A notorious banking Trojan, Grandoreiro, which has been a persistent threat since 2016, is once again drawing attention. This malware has launched new attacks on banks in Portugal and firms in Spain, Mexico, and the broader Latin American region.
Despite significant efforts by INTERPOL and local law enforcement to dismantle the cybercriminal network in 2021 and 2024, only part of the organization was subdued. This recent resurgence demonstrates that the threat remains active and dangerous.
Recent Campaigns of Grandoreiro
According to a report by WatchGuard, the malicious operations employ two primary techniques: DLL Side-Loading and a malicious VBS script. These methods begin with phishing attacks that lure victims into clicking harmful links, leading to malware infiltration.
Phishing serves as the initial point of contact, with attackers utilizing cloud platforms like Google Cloud, Microsoft Azure, and Amazon to mask their activities. This strategy allows them to blend malicious actions with regular network traffic, complicating detection efforts.
Technical Analysis of the Malware
The malware’s technical execution involves the use of DLL Side-Loading, where seemingly legitimate DLL files such as libwebp.dll and mingw10.dll are used to deliver the Trojan. These files connect to various cloud services, disguising harmful operations as routine web conferencing data.
Additional anti-analysis measures are integrated into the code, including checks for debugging tools and virtual environments, to evade security assessments. The malware’s design even includes Chinese script strings, indicating diverse development influences.
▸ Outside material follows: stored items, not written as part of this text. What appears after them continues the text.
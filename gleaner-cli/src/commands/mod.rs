//! CLI command implementations.

pub mod backends;
pub mod common;
pub mod googlehits;
pub mod jenkins;
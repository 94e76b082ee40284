//! Basic-auth credentials.

use std::fmt;

use crate::error::CoreError;

/// A user/token pair sent as HTTP basic auth.
///
/// Both halves are required; a lone user or a lone token is a
/// configuration error caught when the backend is built.
#[derive(Clone, PartialEq, Eq)]
pub struct Credentials {
    user: String,
    token: String,
}

impl Credentials {
    /// Creates credentials from a non-empty user and token.
    ///
    /// # Errors
    ///
    /// Returns [`CoreError::InvalidConfig`] if either half is empty.
    pub fn new(user: impl Into<String>, token: impl Into<String>) -> Result<Self, CoreError> {
        let user = user.into();
        let token = token.into();
        if user.is_empty() || token.is_empty() {
            return Err(CoreError::InvalidConfig(
                "Authentication requires both user and api token".to_string(),
            ));
        }
        Ok(Self { user, token })
    }

    /// Builds optional credentials from optional halves.
    ///
    /// Empty strings count as absent. Returns `Ok(None)` when neither half
    /// is present.
    ///
    /// # Errors
    ///
    /// Returns [`CoreError::InvalidConfig`] when only one half is present.
    pub fn from_parts(user: Option<String>, token: Option<String>) -> Result<Option<Self>, CoreError> {
        let user = user.filter(|u| !u.is_empty());
        let token = token.filter(|t| !t.is_empty());

        match (user, token) {
            (Some(user), Some(token)) => Self::new(user, token).map(Some),
            (None, None) => Ok(None),
            _ => Err(CoreError::InvalidConfig(
                "Authentication requires both user and api token".to_string(),
            )),
        }
    }

    /// Returns the user name.
    pub fn user(&self) -> &str {
        &self.user
    }

    /// Returns the API token.
    pub fn token(&self) -> &str {
        &self.token
    }
}

impl fmt::Debug for Credentials {
    fn fmt(&self, f: &mut fmt::Formatter<'_>) -> fmt::Result {
        f.debug_struct("Credentials")
            .field("user", &self.user)
            .field("token", &"<redacted>")
            .finish()
    }
}
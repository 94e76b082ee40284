//! Core error types for gleaner.

use thiserror::Error;

/// Core error type for gleaner operations.
#[derive(Debug, Error)]
pub enum CoreError {
    /// Invalid construction-time configuration.
    #[error("Invalid configuration: {0}")]
    InvalidConfig(String),

    /// Category name that no backend declares.
    #[error("Unknown category: {0}")]
    UnknownCategory(String),

    /// Invalid data handed to a core helper.
    #[error("Invalid data: {0}")]
    InvalidData(String),

    /// Serialization/deserialization error.
    #[error("Serialization error: {0}")]
    Serialization(#[from] serde_json::Error),
}

impl CoreError {
    /// Returns true for errors raised while validating configuration.
    pub fn is_config(&self) -> bool {
        matches!(self, CoreError::InvalidConfig(_) | CoreError::UnknownCategory(_))
    }
}
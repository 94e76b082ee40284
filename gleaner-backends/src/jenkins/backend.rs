//! Jenkins backend and its job walk.

use std::collections::VecDeque;
use std::time::Duration;

use futures::stream::{self, StreamExt};
use gleaner_core::{Category, CoreError, Credentials, SearchFields};
use gleaner_fetch::{
    ArchiveMode, Backend, Backoff, FetchError, Harvest, HarvestStream, RetryPolicy,
};
use serde_json::Value;
use tracing::{debug, info, warn};
use url::Url;

use super::client::JenkinsClient;
use super::{DEFAULT_DETAIL_DEPTH, DEFAULT_MAX_RETRIES, DEFAULT_SLEEP_TIME, VERSION};

/// Status that marks a job as temporarily unavailable.
const UNAVAILABLE_STATUS: u16 = 500;

// ============================================================================
// Configuration
// ============================================================================

/// Construction settings for [`Jenkins`].
#[derive(Debug, Clone, PartialEq, Eq)]
pub struct JenkinsConfig {
    /// Server URL; also the origin.
    pub url: String,
    /// User for basic auth.
    pub user: Option<String>,
    /// API token for basic auth.
    pub api_token: Option<String>,
    /// `depth` parameter of build listings; must be at least 1.
    pub detail_depth: u32,
    /// Base delay between retries.
    pub sleep_time: Duration,
    /// Retries after the first attempt.
    pub max_retries: u32,
    /// Jobs never fetched.
    pub blacklist_ids: Vec<String>,
}

impl JenkinsConfig {
    /// Settings for `url` with default values.
    pub fn new(url: impl Into<String>) -> Self {
        Self {
            url: url.into(),
            user: None,
            api_token: None,
            detail_depth: DEFAULT_DETAIL_DEPTH,
            sleep_time: DEFAULT_SLEEP_TIME,
            max_retries: DEFAULT_MAX_RETRIES,
            blacklist_ids: Vec::new(),
        }
    }
}

// ============================================================================
// Backend
// ============================================================================

/// Builds of every job on a Jenkins server.
#[derive(Debug, Clone)]
pub struct Jenkins {
    origin: String,
    url: Url,
    auth: Option<Credentials>,
    detail_depth: u32,
    retry: RetryPolicy,
    blacklist_ids: Vec<String>,
}

impl Jenkins {
    /// Builds the backend.
    ///
    /// # Errors
    ///
    /// Fails when the URL is invalid, the detail depth is zero, or only one
    /// of user and API token is given.
    pub fn new(config: JenkinsConfig) -> Result<Self, FetchError> {
        let auth = Credentials::from_parts(config.user, config.api_token)?;
        let url = Url::parse(&config.url)
            .map_err(|e| FetchError::InvalidUrl(format!("{}: {e}", config.url)))?;

        if url.cannot_be_a_base() {
            return Err(CoreError::InvalidConfig(format!("{} is not a server URL", config.url)).into());
        }

        if config.detail_depth == 0 {
            return Err(CoreError::InvalidConfig("detail depth must be at least 1".to_string()).into());
        }

        let retry = RetryPolicy::new(config.max_retries)
            .with_sleep_time(config.sleep_time)
            .with_backoff(Backoff::Fixed);

        Ok(Self {
            origin: config.url,
            url,
            auth,
            detail_depth: config.detail_depth,
            retry,
            blacklist_ids: config.blacklist_ids,
        })
    }

    /// Whether requests carry basic auth.
    pub fn has_auth(&self) -> bool {
        self.auth.is_some()
    }

    fn client(&self, archive: ArchiveMode) -> Result<JenkinsClient, FetchError> {
        JenkinsClient::new(
            self.url.clone(),
            self.auth.clone(),
            self.blacklist_ids.clone(),
            self.detail_depth,
            self.retry.clone(),
            archive,
        )
    }
}

impl Backend for Jenkins {
    fn name(&self) -> &str {
        "Jenkins"
    }

    fn version(&self) -> &str {
        VERSION
    }

    fn origin(&self) -> &str {
        &self.origin
    }

    fn categories(&self) -> &[Category] {
        &[Category::Build]
    }

    fn has_archiving(&self) -> bool {
        true
    }

    fn has_resuming(&self) -> bool {
        false
    }

    fn identifier(&self, item: &Value) -> Result<String, FetchError> {
        item["url"]
            .as_str()
            .map(str::to_string)
            .ok_or_else(|| FetchError::Parse("build without url".to_string()))
    }

    fn updated_at(&self, item: &Value) -> Result<f64, FetchError> {
        item["timestamp"]
            .as_f64()
            .map(|millis| millis / 1000.0)
            .ok_or_else(|| FetchError::Parse("build without timestamp".to_string()))
    }

    fn category_of(&self, _item: &Value) -> Category {
        Category::Build
    }

    fn search_fields(&self, item: &Value) -> SearchFields {
        let mut fields = SearchFields::new();
        fields.insert("number".to_string(), item["number"].clone());
        fields
    }

    fn fetch_items(&self, _category: Category, archive: ArchiveMode) -> HarvestStream<'_> {
        let client = match self.client(archive) {
            Ok(client) => client,
            Err(e) => return stream::once(async move { Err::<Harvest, _>(e) }).boxed(),
        };

        info!(url = %self.origin, "Looking for projects");
        stream::try_unfold(JobWalk::new(client), JobWalk::next).boxed()
    }
}

// ============================================================================
// Job Walk
// ============================================================================

/// What one job contributed.
enum JobOutcome {
    Builds(Vec<Value>),
    Skipped(String),
}

/// State of a walk over jobs and their builds.
struct JobWalk {
    client: JenkinsClient,
    jobs: Option<VecDeque<Value>>,
    pending: VecDeque<Value>,
    total_jobs: usize,
    njobs: usize,
    nbuilds: usize,
}

impl JobWalk {
    fn new(client: JenkinsClient) -> Self {
        Self {
            client,
            jobs: None,
            pending: VecDeque::new(),
            total_jobs: 0,
            njobs: 0,
            nbuilds: 0,
        }
    }

    /// Advances to the next build or skipped job.
    async fn next(mut self) -> Result<Option<(Harvest, Self)>, FetchError> {
        loop {
            if let Some(build) = self.pending.pop_front() {
                self.nbuilds += 1;
                return Ok(Some((Harvest::Item(build), self)));
            }

            if self.jobs.is_none() {
                let jobs = self.list_jobs().await?;
                self.total_jobs = jobs.len();
                self.jobs = Some(jobs);
            }

            let Some(job) = self.jobs.as_mut().and_then(VecDeque::pop_front) else {
                info!(
                    jobs = self.njobs,
                    total = self.total_jobs,
                    builds = self.nbuilds,
                    "Fetch process completed"
                );
                return Ok(None);
            };

            let name = job["name"]
                .as_str()
                .ok_or_else(|| FetchError::Parse("job without name".to_string()))?
                .to_string();
            debug!(
                job = %name,
                position = self.njobs,
                total = self.total_jobs,
                "Adding builds"
            );

            let outcome = self.job_builds(&name).await?;
            match outcome {
                JobOutcome::Builds(builds) => {
                    self.njobs += 1;
                    self.pending.extend(builds);
                }
                JobOutcome::Skipped(reason) => {
                    return Ok(Some((Harvest::skipped(name, reason), self)));
                }
            }
        }
    }

    async fn list_jobs(&self) -> Result<VecDeque<Value>, FetchError> {
        let raw = self.client.get_jobs().await?;
        let mut projects: Value = serde_json::from_str(&raw)?;

        match projects.get_mut("jobs").map(Value::take) {
            Some(Value::Array(jobs)) => Ok(jobs.into()),
            _ => Err(FetchError::Parse("job listing without 'jobs'".to_string())),
        }
    }

    /// Fetches the builds of one job, turning recoverable failures into skips.
    async fn job_builds(&self, name: &str) -> Result<JobOutcome, FetchError> {
        let raw = match self.client.get_builds(name).await {
            Ok(Some(raw)) => raw,
            Ok(None) => return Ok(JobOutcome::Skipped("blacklisted".to_string())),
            Err(e) if e.status() == Some(UNAVAILABLE_STATUS) => {
                warn!(job = %name, error = %e, "Unable to fetch builds; skipping");
                return Ok(JobOutcome::Skipped(e.to_string()));
            }
            Err(e) => return Err(e),
        };

        if raw.trim().is_empty() {
            return Ok(JobOutcome::Skipped("empty build listing".to_string()));
        }

        let mut listing: Value = match serde_json::from_str(&raw) {
            Ok(listing) => listing,
            Err(e) => {
                warn!(job = %name, error = %e, "Unable to parse builds; skipping");
                return Ok(JobOutcome::Skipped(format!("unparsable build listing: {e}")));
            }
        };

        match listing.get_mut("builds").map(Value::take) {
            Some(Value::Array(builds)) => Ok(JobOutcome::Builds(builds)),
            _ => Ok(JobOutcome::Skipped("build listing without 'builds'".to_string())),
        }
    }
}
//! Backend descriptor system.
//!
//! A descriptor holds the static facts about a backend: its names, version,
//! categories, capability flags and the defaults its transport runs with.

use std::fmt;
use std::time::Duration;

use gleaner_core::Category;

// ============================================================================
// Backend Descriptor
// ============================================================================

/// Static description of a backend.
#[derive(Debug, Clone, PartialEq, Eq)]
pub struct BackendDescriptor {
    /// Command-line name, e.g. `jenkins`.
    pub cli_name: &'static str,
    /// Name stamped on items, e.g. `Jenkins`.
    pub name: &'static str,
    /// Backend version.
    pub version: &'static str,
    /// Categories the backend produces.
    pub categories: &'static [Category],
    /// Whether runs can be archived and replayed.
    pub has_archiving: bool,
    /// Whether interrupted runs can be resumed.
    pub has_resuming: bool,
    /// Transport defaults.
    pub defaults: TransportDefaults,
}

impl BackendDescriptor {
    /// The category fetched when none is given.
    pub fn default_category(&self) -> Option<Category> {
        self.categories.first().copied()
    }
}

impl fmt::Display for BackendDescriptor {
    fn fmt(&self, f: &mut fmt::Formatter<'_>) -> fmt::Result {
        let categories: Vec<&str> = self.categories.iter().map(|c| c.as_str()).collect();
        write!(
            f,
            "{:<12} {:<8} categories={} archiving={} resuming={}",
            self.cli_name,
            self.version,
            categories.join(","),
            self.has_archiving,
            self.has_resuming
        )
    }
}

// ============================================================================
// Transport Defaults
// ============================================================================

/// Default transport settings of a backend.
#[derive(Debug, Clone, Copy, PartialEq, Eq)]
pub struct TransportDefaults {
    /// Base delay between retries.
    pub sleep_time: Duration,
    /// Retries after the first attempt.
    pub max_retries: u32,
    /// Statuses retried on top of the transport defaults.
    pub extra_status_forcelist: &'static [u16],
}
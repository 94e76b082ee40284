//! Jenkins API client.

use gleaner_core::Credentials;
use gleaner_fetch::{ArchiveMode, FetchError, HttpClient, RetryPolicy};
use tracing::{debug, instrument, warn};
use url::Url;

use super::EXTRA_STATUS_FORCELIST;

/// Retrieves job and build listings from a Jenkins server.
///
/// Each method is a single request; walking jobs is left to the backend.
#[derive(Debug, Clone)]
pub struct JenkinsClient {
    http: HttpClient,
    base_url: Url,
    auth: Option<Credentials>,
    blacklist_jobs: Vec<String>,
    detail_depth: u32,
}

impl JenkinsClient {
    /// Creates a client for the server at `base_url`.
    pub fn new(
        base_url: Url,
        auth: Option<Credentials>,
        blacklist_jobs: Vec<String>,
        detail_depth: u32,
        retry: RetryPolicy,
        archive: ArchiveMode,
    ) -> Result<Self, FetchError> {
        let http = HttpClient::builder(base_url.as_str())
            .retry_policy(retry)
            .extra_status_forcelist(EXTRA_STATUS_FORCELIST)
            .archive(archive)
            .build()?;

        Ok(Self {
            http,
            base_url,
            auth,
            blacklist_jobs,
            detail_depth,
        })
    }

    /// Whether `job_name` is excluded from fetching.
    pub fn is_blacklisted(&self, job_name: &str) -> bool {
        self.blacklist_jobs.iter().any(|job| job == job_name)
    }

    /// Returns the raw job listing.
    #[instrument(skip(self))]
    pub async fn get_jobs(&self) -> Result<String, FetchError> {
        let url = self.endpoint(&["api", "json"])?;
        let response = self.http.fetch(&url, &[], self.auth.as_ref()).await?;
        Ok(response.body)
    }

    /// Returns the raw build listing of a job.
    ///
    /// Blacklisted jobs return `None` without a request.
    #[instrument(skip(self))]
    pub async fn get_builds(&self, job_name: &str) -> Result<Option<String>, FetchError> {
        if self.is_blacklisted(job_name) {
            warn!(job = %job_name, "Not getting blacklisted job");
            return Ok(None);
        }

        let url = self.endpoint(&["job", job_name, "api", "json"])?;
        debug!(url = %url, depth = self.detail_depth, "Fetching builds");

        let params = [("depth", self.detail_depth.to_string())];
        let response = self.http.fetch(&url, &params, self.auth.as_ref()).await?;
        Ok(Some(response.body))
    }

    /// Appends path segments to the base URL, escaping each one.
    fn endpoint(&self, segments: &[&str]) -> Result<String, FetchError> {
        let mut url = self.base_url.clone();
        url.path_segments_mut()
            .map_err(|()| FetchError::InvalidUrl(format!("{} cannot be a base", self.base_url)))?
            .pop_if_empty()
            .extend(segments);
        Ok(url.into())
    }
}

#[cfg(test)]
mod tests {
    use super::*;

    fn make_client(base: &str, blacklist: &[&str]) -> JenkinsClient {
        JenkinsClient::new(
            Url::parse(base).unwrap(),
            None,
            blacklist.iter().map(|s| (*s).to_string()).collect(),
            1,
            RetryPolicy::no_retry(),
            ArchiveMode::Disabled,
        )
        .unwrap()
    }

    #[test]
    fn test_endpoint_keeps_base_path() {
        let client = make_client("https://build.example.org/ci/", &[]);
        assert_eq!(
            client.endpoint(&["job", "daily build", "api", "json"]).unwrap(),
            "https://build.example.org/ci/job/daily%20build/api/json"
        );

        let client = make_client("https://build.example.org/ci", &[]);
        assert_eq!(
            client.endpoint(&["api", "json"]).unwrap(),
            "https://build.example.org/ci/api/json"
        );
    }

    #[tokio::test]
    async fn test_blacklisted_job_skips_request() {
        // Nothing listens on port 9, so any request would fail the test.
        let client = make_client("http://127.0.0.1:9", &["nightly"]);
        assert!(client.is_blacklisted("nightly"));
        assert_eq!(client.get_builds("nightly").await.unwrap(), None);
    }
}
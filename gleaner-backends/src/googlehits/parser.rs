//! Result-count extraction from Google search pages.

use std::sync::LazyLock;

use gleaner_fetch::FetchError;
use regex::Regex;
use scraper::{Html, Selector};
use tracing::warn;

/// Element holding the "About N results" text.
static RESULT_STATS: LazyLock<Selector> =
    LazyLock::new(|| Selector::parse("div#resultStats").expect("Invalid selector"));

/// First run of digits.
static DIGITS_RE: LazyLock<Regex> = LazyLock::new(|| Regex::new(r"\d+").expect("Invalid regex"));

/// Thousands/decimal separators used by the locales Google serves.
const SEPARATORS: &[char] = &[',', '.', '\'', '\u{a0}', '\u{202f}'];

/// Extracts the hit count from a search results page.
///
/// An empty marker, or one without digits, counts as zero hits. A page
/// without the marker fails with [`FetchError::Parse`].
pub fn parse_hits(html: &str) -> Result<u64, FetchError> {
    let document = Html::parse_document(html);
    let stats = document
        .select(&RESULT_STATS)
        .next()
        .ok_or_else(|| FetchError::Parse("result stats marker not found".to_string()))?;

    let text: String = stats.text().collect::<String>().replace(SEPARATORS, "");
    let Some(digits) = DIGITS_RE.find(&text) else {
        warn!(text = %text.trim(), "No hits found");
        return Ok(0);
    };

    digits
        .as_str()
        .parse()
        .map_err(|e| FetchError::Parse(format!("invalid hit count '{}': {e}", digits.as_str())))
}

#[cfg(test)]
mod tests {
    use super::*;

    fn page(stats: &str) -> String {
        format!(
            "<html><body><div id=\"topstuff\"></div>\
             <div id=\"resultStats\">{stats}</div></body></html>"
        )
    }

    #[test]
    fn test_thousands_separators() {
        assert_eq!(parse_hits(&page("12,345 results")).unwrap(), 12_345);
        assert_eq!(parse_hits(&page("About 1.234.567 results")).unwrap(), 1_234_567);
        assert_eq!(parse_hits(&page("Environ 8\u{a0}910 résultats")).unwrap(), 8_910);
    }

    #[test]
    fn test_first_number_wins() {
        let hits = parse_hits(&page("About 4,560 results<nobr> (0.31 seconds)</nobr>")).unwrap();
        assert_eq!(hits, 4_560);
    }

    #[test]
    fn test_empty_marker_is_zero() {
        assert_eq!(parse_hits(&page("")).unwrap(), 0);
        assert_eq!(parse_hits(&page("No results")).unwrap(), 0);
    }

    #[test]
    fn test_missing_marker() {
        let err = parse_hits("<html><body><p>captcha</p></body></html>").unwrap_err();
        assert!(matches!(err, FetchError::Parse(_)));
    }
}
// Lint configuration for this crate
#![warn(missing_docs)]
#![warn(clippy::all)]
#![warn(clippy::pedantic)]
#![allow(clippy::module_name_repetitions)]
#![allow(clippy::must_use_candidate)]

//! # Gleaner Core
//!
//! Core types shared by every gleaner crate.
//!
//! - [`Item`] - the envelope every backend emits, stamped with identity,
//!   update time and category
//! - [`Category`] - labels partitioning what a backend can produce
//! - [`Credentials`] - a validated user/token pair
//! - [`FetchSummary`] - per-run counters
//! - [`uuid`] - deterministic identifiers built from string parts
//! - [`CoreError`] - construction and data errors

pub mod error;
pub mod identity;
pub mod models;

pub use error::CoreError;
pub use identity::uuid;
pub use models::{
    unix_timestamp, Category, Credentials, FetchSummary, Item, SearchFields,
};
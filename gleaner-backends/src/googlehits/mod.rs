//! Google search hits backend.
//!
//! Fetches the number of results Google reports for a list of keywords.
//! Every fetch produces exactly one item, even when Google reports no hits.

mod backend;
mod client;
pub(crate) mod parser;

use std::time::Duration;

use gleaner_core::Category;

use crate::descriptor::{BackendDescriptor, TransportDefaults};

pub use backend::{GoogleHits, GoogleHitsConfig};
pub use client::GoogleHitsClient;
pub use parser::parse_hits;

/// Google search endpoint, also used as the origin.
pub const GOOGLE_SEARCH_URL: &str = "https://www.google.com/search";

/// Backend version.
pub const VERSION: &str = "0.3.0";

/// Default base delay between retries.
pub const DEFAULT_SLEEP_TIME: Duration = Duration::from_secs(1);

/// Default retries after the first attempt.
pub const DEFAULT_MAX_RETRIES: u32 = 5;

/// Statuses retried on top of the transport defaults.
pub const EXTRA_STATUS_FORCELIST: &[u16] = &[429];

/// Returns the googlehits descriptor.
pub fn googlehits_descriptor() -> BackendDescriptor {
    BackendDescriptor {
        cli_name: "googlehits",
        name: "GoogleHits",
        version: VERSION,
        categories: &[Category::Hits],
        has_archiving: true,
        has_resuming: true,
        defaults: TransportDefaults {
            sleep_time: DEFAULT_SLEEP_TIME,
            max_retries: DEFAULT_MAX_RETRIES,
            extra_status_forcelist: EXTRA_STATUS_FORCELIST,
        },
    }
}
// Lint configuration for this crate
#![warn(missing_docs)]
#![warn(clippy::all)]
#![warn(clippy::pedantic)]
#![allow(clippy::module_name_repetitions)]
#![allow(clippy::must_use_candidate)]

//! # Gleaner Fetch
//!
//! Transport and fetch orchestration shared by every gleaner backend.
//!
//! ## Transport
//!
//! - [`HttpClient`] - GET requests with a retry budget on a configurable
//!   status set, plus archive record/replay
//! - [`RetryPolicy`] - retry budget and backoff growth
//! - [`Archive`] - the record/replay collaborator, with [`MemoryArchive`]
//!   as an in-process implementation
//!
//! ## Orchestration
//!
//! - [`Backend`] - the contract every source implements
//! - [`Connector`] - runs a backend, stamps items and keeps the run summary
//!
//! ## Example
//!
//! ```ignore
//! use futures::TryStreamExt;
//! use gleaner_core::Category;
//! use gleaner_fetch::Connector;
//!
//! let mut connector = Connector::new(Box::new(backend));
//! let items: Vec<_> = connector.fetch(Category::Build)?.try_collect().await?;
//! println!("{} skipped", connector.summary().skipped);
//! ```

pub mod archive;
pub mod backend;
pub mod client;
pub mod connector;
pub mod error;
pub mod retry;

pub use archive::{Archive, ArchiveMode, ArchivedOutcome, MemoryArchive, RequestSignature};
pub use backend::{Backend, Harvest, HarvestStream};
pub use client::{HttpClient, HttpClientBuilder, RawResponse, DEFAULT_STATUS_FORCELIST, USER_AGENT};
pub use connector::{Connector, ItemStream};
pub use error::{ArchiveError, FetchError};
pub use retry::{Backoff, RetryPolicy};
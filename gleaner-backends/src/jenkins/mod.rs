//! Jenkins backend.
//!
//! Lists the jobs of a Jenkins server and yields the builds of each job.
//! A job whose builds cannot be fetched (HTTP 500), or whose payload is
//! empty or unparsable, is skipped without aborting the run.

mod backend;
mod client;

use std::time::Duration;

use gleaner_core::Category;

use crate::descriptor::{BackendDescriptor, TransportDefaults};

pub use backend::{Jenkins, JenkinsConfig};
pub use client::JenkinsClient;

/// Backend version.
pub const VERSION: &str = "0.14.1";

/// Default base delay between retries.
pub const DEFAULT_SLEEP_TIME: Duration = Duration::from_secs(10);

/// Default retries after the first attempt.
pub const DEFAULT_MAX_RETRIES: u32 = 5;

/// Default `depth` of build listings.
pub const DEFAULT_DETAIL_DEPTH: u32 = 1;

/// Statuses retried on top of the transport defaults.
pub const EXTRA_STATUS_FORCELIST: &[u16] = &[410, 502, 503];

/// Returns the jenkins descriptor.
pub fn jenkins_descriptor() -> BackendDescriptor {
    BackendDescriptor {
        cli_name: "jenkins",
        name: "Jenkins",
        version: VERSION,
        categories: &[Category::Build],
        has_archiving: true,
        has_resuming: false,
        defaults: TransportDefaults {
            sleep_time: DEFAULT_SLEEP_TIME,
            max_retries: DEFAULT_MAX_RETRIES,
            extra_status_forcelist: EXTRA_STATUS_FORCELIST,
        },
    }
}
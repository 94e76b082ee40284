//! Arguments and run loop shared by every backend command.

use std::io::Write;
use std::path::PathBuf;
use std::sync::Arc;
use std::time::Duration;

use anyhow::{Context, Result};
use futures::TryStreamExt;
use gleaner_backends::BackendDescriptor;
use gleaner_core::{Category, FetchSummary};
use gleaner_fetch::Connector;
use gleaner_store::{FileArchive, Settings};
use tracing::info;

// ============================================================================
// Arguments
// ============================================================================

/// Retry arguments.
#[derive(clap::Args, Debug, Clone, Default)]
pub struct RetryArgs {
    /// Number of retries after a failed request [default depends on backend].
    #[arg(long)]
    pub max_retries: Option<u32>,

    /// Seconds to wait between retries [default depends on backend].
    #[arg(long)]
    pub sleep_time: Option<u64>,
}

impl RetryArgs {
    /// Resolved retry budget.
    pub fn max_retries(&self, descriptor: &BackendDescriptor) -> u32 {
        self.max_retries.unwrap_or(descriptor.defaults.max_retries)
    }

    /// Resolved base delay.
    pub fn sleep_time(&self, descriptor: &BackendDescriptor) -> Duration {
        self.sleep_time
            .map_or(descriptor.defaults.sleep_time, Duration::from_secs)
    }
}

/// Arguments controlling a fetch run and its output.
#[derive(clap::Args, Debug, Clone, Default)]
pub struct FetchArgs {
    /// Category of items to fetch [default: the backend's first category].
    #[arg(long)]
    pub category: Option<String>,

    /// Tag stamped on items [default: the origin].
    #[arg(long)]
    pub tag: Option<String>,

    /// Directory of the response archive.
    #[arg(long, value_name = "DIR")]
    pub archive_path: Option<PathBuf>,

    /// Do not record responses.
    #[arg(long, conflicts_with = "fetch_archive")]
    pub no_archive: bool,

    /// Replay responses from the archive instead of the network.
    #[arg(long)]
    pub fetch_archive: bool,

    /// Print one JSON item per line.
    #[arg(long)]
    pub json_line: bool,
}

impl FetchArgs {
    /// Resolved category.
    pub fn category(&self, descriptor: &BackendDescriptor) -> Result<Category> {
        match &self.category {
            Some(name) => Ok(name.parse::<Category>()?),
            None => descriptor
                .default_category()
                .with_context(|| format!("{} declares no category", descriptor.name)),
        }
    }
}

// ============================================================================
// Run Loop
// ============================================================================

/// Runs a connector and prints its items to stdout.
pub async fn run_fetch(
    mut connector: Connector,
    descriptor: &BackendDescriptor,
    args: &FetchArgs,
    settings: &Settings,
) -> Result<FetchSummary> {
    let category = args.category(descriptor)?;

    if let Some(tag) = &args.tag {
        connector = connector.with_tag(tag.clone());
    }

    if !args.no_archive && descriptor.has_archiving {
        let dir = args
            .archive_path
            .clone()
            .unwrap_or_else(|| settings.archive_dir());
        let archive = FileArchive::open(&dir)
            .await
            .with_context(|| format!("Failed to open archive at {}", dir.display()))?;
        connector = connector.with_archive(Arc::new(archive));
    }

    let json_lines = args.json_line || settings.json_lines;
    let mut stream = if args.fetch_archive {
        connector.fetch_from_archive(category)?
    } else {
        connector.fetch(category)?
    };

    let mut out = std::io::stdout();
    while let Some(item) = stream.try_next().await? {
        let json = if json_lines {
            serde_json::to_string(&item)?
        } else {
            serde_json::to_string_pretty(&item)?
        };
        writeln!(out, "{json}")?;
    }
    drop(stream);
    out.flush()?;

    let summary = connector.summary().clone();
    info!(
        backend = descriptor.name,
        fetched = summary.fetched,
        skipped = summary.skipped,
        last_uuid = summary.last_uuid.as_deref().unwrap_or("-"),
        "Fetch finished"
    );
    Ok(summary)
}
VBS Script and Geofencing Tactics
The second campaign variant employs a deceptive web page hosted on Contabo servers, visible only in certain regions. This page leads to a Mediafire-hosted file that executes a heavily obfuscated VBS script, installing the malware on the target system.
Once active, the malware displays a fake Adobe Reader update to distract users while it performs malicious activities like credential theft and keylogging. This approach highlights sophisticated social engineering tactics aimed at compromising user security.
WatchGuard’s experts advise enhanced security measures beyond basic email and endpoint protections. They emphasize the importance of layered, behavior-based detection systems to address the evolving sophistication of threats like Grandoreiro.
The persistent nature of Grandoreiro and its advanced techniques underscore the ongoing challenges in cybersecurity. As this threat continues to adapt, organizations must remain vigilant in their security strategies to safeguard against potential financial losses.